Supplied material>
^^^^

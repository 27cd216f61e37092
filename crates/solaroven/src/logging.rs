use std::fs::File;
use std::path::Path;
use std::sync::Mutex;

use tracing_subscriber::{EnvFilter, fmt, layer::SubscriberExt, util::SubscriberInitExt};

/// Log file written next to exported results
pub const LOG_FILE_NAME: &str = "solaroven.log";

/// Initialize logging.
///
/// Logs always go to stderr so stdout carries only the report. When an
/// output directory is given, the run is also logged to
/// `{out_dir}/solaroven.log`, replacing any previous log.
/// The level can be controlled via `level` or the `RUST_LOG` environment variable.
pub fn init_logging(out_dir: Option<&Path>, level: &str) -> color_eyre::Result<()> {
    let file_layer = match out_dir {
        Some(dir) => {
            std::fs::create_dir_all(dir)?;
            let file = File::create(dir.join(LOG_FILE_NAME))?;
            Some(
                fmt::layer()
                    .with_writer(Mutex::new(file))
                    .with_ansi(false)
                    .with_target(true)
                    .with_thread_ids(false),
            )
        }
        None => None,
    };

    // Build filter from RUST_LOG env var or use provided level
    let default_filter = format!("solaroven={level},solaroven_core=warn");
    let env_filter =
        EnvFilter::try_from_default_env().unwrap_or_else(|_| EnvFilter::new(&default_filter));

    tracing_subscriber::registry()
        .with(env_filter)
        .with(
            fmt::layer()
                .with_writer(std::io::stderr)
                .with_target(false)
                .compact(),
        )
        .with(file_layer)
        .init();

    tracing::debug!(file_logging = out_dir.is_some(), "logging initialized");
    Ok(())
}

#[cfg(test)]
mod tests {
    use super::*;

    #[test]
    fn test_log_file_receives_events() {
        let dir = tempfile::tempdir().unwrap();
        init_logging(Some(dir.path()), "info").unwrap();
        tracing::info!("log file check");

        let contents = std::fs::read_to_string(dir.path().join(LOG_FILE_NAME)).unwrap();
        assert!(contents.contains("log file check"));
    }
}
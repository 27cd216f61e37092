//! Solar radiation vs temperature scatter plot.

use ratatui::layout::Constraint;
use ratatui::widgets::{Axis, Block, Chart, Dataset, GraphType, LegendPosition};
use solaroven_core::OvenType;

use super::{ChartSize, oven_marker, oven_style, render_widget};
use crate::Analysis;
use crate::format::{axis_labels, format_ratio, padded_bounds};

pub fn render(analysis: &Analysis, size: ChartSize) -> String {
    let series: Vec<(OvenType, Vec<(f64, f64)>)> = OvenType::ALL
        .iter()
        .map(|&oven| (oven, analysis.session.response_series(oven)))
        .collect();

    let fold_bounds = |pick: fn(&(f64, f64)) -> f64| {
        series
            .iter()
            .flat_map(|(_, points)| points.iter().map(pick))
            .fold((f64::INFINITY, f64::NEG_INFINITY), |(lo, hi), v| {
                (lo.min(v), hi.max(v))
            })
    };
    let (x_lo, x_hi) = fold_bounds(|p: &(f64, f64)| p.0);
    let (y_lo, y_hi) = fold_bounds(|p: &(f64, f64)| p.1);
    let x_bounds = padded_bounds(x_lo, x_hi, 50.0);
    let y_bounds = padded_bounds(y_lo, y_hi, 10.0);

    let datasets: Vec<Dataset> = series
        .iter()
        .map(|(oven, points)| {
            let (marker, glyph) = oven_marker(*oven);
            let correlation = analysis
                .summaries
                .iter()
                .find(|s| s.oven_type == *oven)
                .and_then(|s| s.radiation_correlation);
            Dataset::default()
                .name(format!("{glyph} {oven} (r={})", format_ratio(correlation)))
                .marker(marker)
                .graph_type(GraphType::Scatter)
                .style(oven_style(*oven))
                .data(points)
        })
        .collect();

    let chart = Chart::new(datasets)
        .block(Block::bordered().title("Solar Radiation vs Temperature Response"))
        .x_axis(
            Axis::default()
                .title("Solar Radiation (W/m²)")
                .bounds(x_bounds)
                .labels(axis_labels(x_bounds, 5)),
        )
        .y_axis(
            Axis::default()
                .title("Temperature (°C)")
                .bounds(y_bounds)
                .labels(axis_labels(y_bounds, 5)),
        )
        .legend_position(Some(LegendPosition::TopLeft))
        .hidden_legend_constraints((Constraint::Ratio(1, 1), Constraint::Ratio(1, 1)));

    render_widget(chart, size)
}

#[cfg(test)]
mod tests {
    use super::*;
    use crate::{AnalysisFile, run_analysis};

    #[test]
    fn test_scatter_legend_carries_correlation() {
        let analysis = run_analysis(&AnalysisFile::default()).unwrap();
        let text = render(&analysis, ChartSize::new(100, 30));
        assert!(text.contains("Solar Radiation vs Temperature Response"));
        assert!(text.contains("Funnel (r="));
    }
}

^^^^

Problem description> Only the lines from the first line of the material above through the line that contains "any previous log." should be quoted, each one exactly.

Exercise output>
repository 27cd216f61e37092
filename crates/solaroven/src/logging.rs
use std::fs::File;
use std::path::Path;
use std::sync::Mutex;

use tracing_subscriber::{EnvFilter, fmt, layer::SubscriberExt, util::SubscriberInitExt};

/// Log file written next to exported results
pub const LOG_FILE_NAME: &str = "solaroven.log";

/// Initialize logging.
///
/// Logs always go to stderr so stdout carries only the report. When an
/// output directory is given, the run is also logged to
/// `{out_dir}/solaroven.log`, replacing any previous log.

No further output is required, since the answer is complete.